The oral solution complies with the requirements stated under Oral Liquids and with the following requirements.

95.0  to 105.0% of the stated amount.

A.  In the Assay, the chromatogram obtained with solution (1) shows a peak with the same retention time as the peak due to sodium picosulfate in the chromatogram obtained with solution (2).

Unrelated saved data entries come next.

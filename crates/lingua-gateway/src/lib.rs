pub mod mock;
pub mod summary;
pub mod translate;

pub use mock::{MockSummarizer, MockTranslator};
pub use summary::ChatSummarizer;
pub use translate::MyMemoryTranslator;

B.  Carry out the method for thin-layer chromatography, Appendix III A, using a TLC silica gel F₂₅₄ plate (Merck HPTLC plates are suitable) and a mixture of 2.5 volumes of anhydrous formic acid, 12.5 volumes of water, 25 volumes of methanol and 60 volumes of ethyl acetate as the mobile phase. Apply separately to the plate 5 µl of each of the following solutions. For solution (1) dilute, if necessary, a volume of the oral solution with sufficient methanol to produce a solution containing 0.1% w/v of Sodium Picosulfate. Solution (2) contains 0.1% w/v of sodium picosulfate BPCRS in methanol. Dry the plate in a current of hot air for 15 minutes and examine under ultraviolet light (254 nm). Spray with a 20% w/v solution of hydrochloric acid in methanol and heat at 110° for 10 minutes. Spray the hot plate with a freshly prepared solution containing 5% w/v of iron(iii) chloride and 0.1% w/v of potassium hexacyanoferrate(iii) and examine the wet plate in daylight. By each method of visualisation the principal spot in the chromatogram obtained with solution (1) corresponds to the principal spot in the chromatogram obtained with solution (2).

Carry out the method for liquid chromatography, Appendix III D, using the following solutions. For solution (1) dilute, if necessary, a volume of the oral solution with sufficient water to produce a solution containing 0.005% w/v of Sodium Picosulfate. Solution (2) contains 0.0001% w/v of sodium picosulfate BPCRS. For solution (3) dissolve 10 mg of sodium picosulfate BPCRS in 2 ml of 0.1m hydrochloric acid, bring rapidly to the boil and heat for 1 minute. Cool in ice-water, add 2 ml of 0.1m sodium hydroxide and dilute to 10 ml with the mobile phase. Dilute 2 volumes to 50 volumes with the mobile phase.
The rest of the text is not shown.